_Exercise description_:
If a line of the data below contains the string "axum", copy it into your answer.

Input material Block Start

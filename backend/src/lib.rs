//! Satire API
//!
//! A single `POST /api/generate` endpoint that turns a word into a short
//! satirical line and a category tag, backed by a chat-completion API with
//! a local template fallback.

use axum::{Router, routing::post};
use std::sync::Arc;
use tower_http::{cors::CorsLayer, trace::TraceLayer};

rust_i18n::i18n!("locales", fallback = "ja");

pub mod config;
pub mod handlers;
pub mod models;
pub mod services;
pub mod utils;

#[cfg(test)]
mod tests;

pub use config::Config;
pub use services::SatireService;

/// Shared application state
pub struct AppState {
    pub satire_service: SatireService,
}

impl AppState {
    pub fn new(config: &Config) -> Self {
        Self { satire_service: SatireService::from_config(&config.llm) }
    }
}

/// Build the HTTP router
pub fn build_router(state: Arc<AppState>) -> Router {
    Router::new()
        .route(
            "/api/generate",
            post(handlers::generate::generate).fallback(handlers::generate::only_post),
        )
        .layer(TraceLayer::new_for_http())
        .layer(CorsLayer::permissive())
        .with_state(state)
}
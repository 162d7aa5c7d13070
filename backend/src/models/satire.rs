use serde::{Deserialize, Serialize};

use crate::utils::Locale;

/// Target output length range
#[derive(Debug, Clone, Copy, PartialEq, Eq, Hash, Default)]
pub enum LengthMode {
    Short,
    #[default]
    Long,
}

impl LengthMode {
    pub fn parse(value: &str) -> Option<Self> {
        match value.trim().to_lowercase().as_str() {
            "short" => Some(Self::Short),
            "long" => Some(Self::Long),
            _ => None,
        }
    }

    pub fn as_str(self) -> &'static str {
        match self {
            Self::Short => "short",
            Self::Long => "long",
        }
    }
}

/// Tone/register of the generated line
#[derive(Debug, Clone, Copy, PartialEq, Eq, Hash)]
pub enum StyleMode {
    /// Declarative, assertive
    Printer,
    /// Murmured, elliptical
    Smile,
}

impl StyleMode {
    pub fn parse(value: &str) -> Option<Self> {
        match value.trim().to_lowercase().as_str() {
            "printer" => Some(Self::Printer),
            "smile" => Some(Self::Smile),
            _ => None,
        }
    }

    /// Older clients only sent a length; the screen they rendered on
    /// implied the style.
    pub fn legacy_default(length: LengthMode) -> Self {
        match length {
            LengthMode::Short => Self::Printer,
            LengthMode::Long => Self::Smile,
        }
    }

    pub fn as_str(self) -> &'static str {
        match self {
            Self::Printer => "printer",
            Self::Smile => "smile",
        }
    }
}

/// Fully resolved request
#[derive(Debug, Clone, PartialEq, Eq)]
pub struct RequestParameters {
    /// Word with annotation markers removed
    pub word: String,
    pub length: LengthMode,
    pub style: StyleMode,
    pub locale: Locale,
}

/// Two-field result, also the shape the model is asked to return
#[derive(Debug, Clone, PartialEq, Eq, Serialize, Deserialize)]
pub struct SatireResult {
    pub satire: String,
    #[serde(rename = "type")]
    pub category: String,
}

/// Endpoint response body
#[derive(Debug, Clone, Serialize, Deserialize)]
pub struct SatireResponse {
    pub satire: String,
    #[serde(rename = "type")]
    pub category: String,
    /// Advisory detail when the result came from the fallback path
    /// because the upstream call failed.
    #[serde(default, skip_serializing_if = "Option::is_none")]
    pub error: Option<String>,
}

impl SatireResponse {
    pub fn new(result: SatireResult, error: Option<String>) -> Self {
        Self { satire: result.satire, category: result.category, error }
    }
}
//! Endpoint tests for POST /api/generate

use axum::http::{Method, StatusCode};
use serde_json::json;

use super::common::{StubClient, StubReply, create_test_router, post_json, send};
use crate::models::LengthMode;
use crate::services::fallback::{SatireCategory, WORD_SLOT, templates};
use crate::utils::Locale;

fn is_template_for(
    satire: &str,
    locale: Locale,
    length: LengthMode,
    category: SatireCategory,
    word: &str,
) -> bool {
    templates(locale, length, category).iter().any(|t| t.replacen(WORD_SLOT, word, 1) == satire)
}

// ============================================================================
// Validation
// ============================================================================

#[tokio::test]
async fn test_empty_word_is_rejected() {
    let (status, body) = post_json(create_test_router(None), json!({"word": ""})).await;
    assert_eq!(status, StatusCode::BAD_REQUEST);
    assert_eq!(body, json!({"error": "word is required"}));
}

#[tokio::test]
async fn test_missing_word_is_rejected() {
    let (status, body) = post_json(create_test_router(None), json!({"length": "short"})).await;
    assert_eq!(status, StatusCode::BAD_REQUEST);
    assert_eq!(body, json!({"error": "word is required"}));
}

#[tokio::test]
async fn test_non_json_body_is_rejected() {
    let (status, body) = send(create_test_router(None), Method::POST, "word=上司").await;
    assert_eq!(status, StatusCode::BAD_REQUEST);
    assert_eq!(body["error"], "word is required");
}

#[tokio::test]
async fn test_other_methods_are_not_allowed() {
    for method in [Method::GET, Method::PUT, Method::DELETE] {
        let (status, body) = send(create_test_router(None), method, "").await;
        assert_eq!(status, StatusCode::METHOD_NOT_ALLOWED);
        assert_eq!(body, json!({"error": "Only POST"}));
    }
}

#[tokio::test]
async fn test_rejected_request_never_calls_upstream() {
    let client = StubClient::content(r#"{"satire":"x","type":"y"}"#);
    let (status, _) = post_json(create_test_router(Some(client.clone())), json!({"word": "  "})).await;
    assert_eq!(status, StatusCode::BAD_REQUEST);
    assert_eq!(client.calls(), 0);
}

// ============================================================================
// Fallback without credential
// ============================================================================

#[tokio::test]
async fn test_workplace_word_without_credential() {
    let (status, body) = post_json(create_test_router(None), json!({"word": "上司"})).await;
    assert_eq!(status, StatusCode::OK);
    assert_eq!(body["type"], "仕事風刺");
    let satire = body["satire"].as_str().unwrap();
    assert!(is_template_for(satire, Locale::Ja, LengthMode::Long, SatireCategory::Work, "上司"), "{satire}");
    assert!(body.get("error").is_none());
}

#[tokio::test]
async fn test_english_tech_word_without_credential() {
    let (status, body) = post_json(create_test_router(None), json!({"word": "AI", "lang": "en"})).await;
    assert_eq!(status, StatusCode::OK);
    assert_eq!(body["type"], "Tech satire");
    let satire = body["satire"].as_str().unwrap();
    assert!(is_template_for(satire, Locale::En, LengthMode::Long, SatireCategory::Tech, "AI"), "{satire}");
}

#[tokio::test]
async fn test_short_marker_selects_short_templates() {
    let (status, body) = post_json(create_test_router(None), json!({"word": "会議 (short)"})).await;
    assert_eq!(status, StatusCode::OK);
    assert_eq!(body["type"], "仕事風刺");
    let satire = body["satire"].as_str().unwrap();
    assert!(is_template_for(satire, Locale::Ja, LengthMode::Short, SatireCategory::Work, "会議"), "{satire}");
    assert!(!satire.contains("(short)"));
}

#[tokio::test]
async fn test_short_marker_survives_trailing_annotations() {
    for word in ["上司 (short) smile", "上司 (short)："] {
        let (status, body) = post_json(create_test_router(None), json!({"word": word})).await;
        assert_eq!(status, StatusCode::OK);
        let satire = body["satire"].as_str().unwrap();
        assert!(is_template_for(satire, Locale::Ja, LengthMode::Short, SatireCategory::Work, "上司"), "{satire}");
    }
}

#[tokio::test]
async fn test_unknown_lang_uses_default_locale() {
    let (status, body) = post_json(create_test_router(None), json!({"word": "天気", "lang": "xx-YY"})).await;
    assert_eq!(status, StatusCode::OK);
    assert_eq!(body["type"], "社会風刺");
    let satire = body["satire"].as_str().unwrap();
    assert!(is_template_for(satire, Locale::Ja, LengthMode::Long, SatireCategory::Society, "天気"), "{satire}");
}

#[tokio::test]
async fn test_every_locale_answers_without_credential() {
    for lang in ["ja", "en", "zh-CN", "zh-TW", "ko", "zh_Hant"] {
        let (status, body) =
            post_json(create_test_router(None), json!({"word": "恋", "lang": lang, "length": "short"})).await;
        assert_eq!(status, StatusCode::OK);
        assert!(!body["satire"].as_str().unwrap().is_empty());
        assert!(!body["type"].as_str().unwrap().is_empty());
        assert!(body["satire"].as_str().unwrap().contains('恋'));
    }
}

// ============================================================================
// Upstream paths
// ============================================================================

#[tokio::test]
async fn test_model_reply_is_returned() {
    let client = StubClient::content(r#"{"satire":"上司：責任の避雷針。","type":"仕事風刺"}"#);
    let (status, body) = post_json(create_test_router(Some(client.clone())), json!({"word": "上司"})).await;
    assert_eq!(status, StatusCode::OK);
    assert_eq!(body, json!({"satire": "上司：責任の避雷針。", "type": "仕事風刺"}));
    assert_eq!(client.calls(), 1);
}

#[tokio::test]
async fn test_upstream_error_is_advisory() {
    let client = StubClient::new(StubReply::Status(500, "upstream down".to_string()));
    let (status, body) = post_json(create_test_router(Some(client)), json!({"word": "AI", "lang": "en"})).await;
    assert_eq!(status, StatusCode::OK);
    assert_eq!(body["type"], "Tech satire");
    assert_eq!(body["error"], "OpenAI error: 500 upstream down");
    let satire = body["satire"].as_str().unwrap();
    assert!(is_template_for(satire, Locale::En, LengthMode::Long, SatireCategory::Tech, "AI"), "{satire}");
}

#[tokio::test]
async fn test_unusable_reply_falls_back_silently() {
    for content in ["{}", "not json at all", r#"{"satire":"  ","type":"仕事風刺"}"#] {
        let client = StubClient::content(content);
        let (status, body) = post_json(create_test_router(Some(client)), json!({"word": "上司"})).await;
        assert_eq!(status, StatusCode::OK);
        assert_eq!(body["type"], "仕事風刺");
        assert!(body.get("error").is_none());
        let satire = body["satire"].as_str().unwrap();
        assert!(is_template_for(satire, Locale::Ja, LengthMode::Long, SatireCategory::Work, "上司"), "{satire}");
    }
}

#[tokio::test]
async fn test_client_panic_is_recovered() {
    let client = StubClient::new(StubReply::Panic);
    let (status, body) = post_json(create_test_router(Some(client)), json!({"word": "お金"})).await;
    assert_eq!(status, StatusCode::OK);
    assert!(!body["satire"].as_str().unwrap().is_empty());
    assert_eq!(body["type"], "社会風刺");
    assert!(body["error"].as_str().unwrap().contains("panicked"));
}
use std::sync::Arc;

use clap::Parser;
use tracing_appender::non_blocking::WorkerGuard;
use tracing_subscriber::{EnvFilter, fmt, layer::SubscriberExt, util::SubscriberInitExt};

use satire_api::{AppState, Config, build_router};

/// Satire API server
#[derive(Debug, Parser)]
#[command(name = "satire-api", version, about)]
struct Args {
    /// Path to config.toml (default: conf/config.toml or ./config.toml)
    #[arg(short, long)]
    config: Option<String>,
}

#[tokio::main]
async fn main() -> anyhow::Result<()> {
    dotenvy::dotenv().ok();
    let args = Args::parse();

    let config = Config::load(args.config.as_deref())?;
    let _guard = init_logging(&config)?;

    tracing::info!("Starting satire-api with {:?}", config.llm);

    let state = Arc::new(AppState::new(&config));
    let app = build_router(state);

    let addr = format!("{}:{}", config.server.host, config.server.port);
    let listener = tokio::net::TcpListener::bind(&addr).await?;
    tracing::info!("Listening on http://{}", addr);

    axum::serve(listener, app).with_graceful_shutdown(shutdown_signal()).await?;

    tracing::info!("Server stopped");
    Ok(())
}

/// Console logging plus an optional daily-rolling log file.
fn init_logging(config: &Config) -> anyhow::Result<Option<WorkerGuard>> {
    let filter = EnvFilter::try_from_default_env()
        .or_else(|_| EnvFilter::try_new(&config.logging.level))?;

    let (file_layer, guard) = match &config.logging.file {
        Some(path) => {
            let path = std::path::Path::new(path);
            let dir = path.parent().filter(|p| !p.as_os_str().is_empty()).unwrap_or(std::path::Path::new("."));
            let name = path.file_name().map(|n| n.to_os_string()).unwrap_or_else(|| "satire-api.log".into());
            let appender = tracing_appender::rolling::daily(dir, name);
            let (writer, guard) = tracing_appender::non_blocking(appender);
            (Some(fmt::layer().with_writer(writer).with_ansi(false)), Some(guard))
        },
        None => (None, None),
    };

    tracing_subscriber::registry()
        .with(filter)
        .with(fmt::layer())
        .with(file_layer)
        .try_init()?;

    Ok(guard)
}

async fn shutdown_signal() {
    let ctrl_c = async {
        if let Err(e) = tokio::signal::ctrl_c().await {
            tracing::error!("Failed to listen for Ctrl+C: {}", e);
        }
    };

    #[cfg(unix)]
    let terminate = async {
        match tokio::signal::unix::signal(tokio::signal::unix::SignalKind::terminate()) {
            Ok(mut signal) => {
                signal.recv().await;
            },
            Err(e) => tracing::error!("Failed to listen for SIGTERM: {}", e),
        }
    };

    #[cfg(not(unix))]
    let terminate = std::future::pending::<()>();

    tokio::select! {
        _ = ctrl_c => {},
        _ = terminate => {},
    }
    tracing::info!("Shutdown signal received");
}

Input material Block End

_Exercise output_:
use axum::{Router, routing::post};
use axum::http::{Method, StatusCode};
    axum::serve(listener, app).with_graceful_shutdown(shutdown_signal()).await?;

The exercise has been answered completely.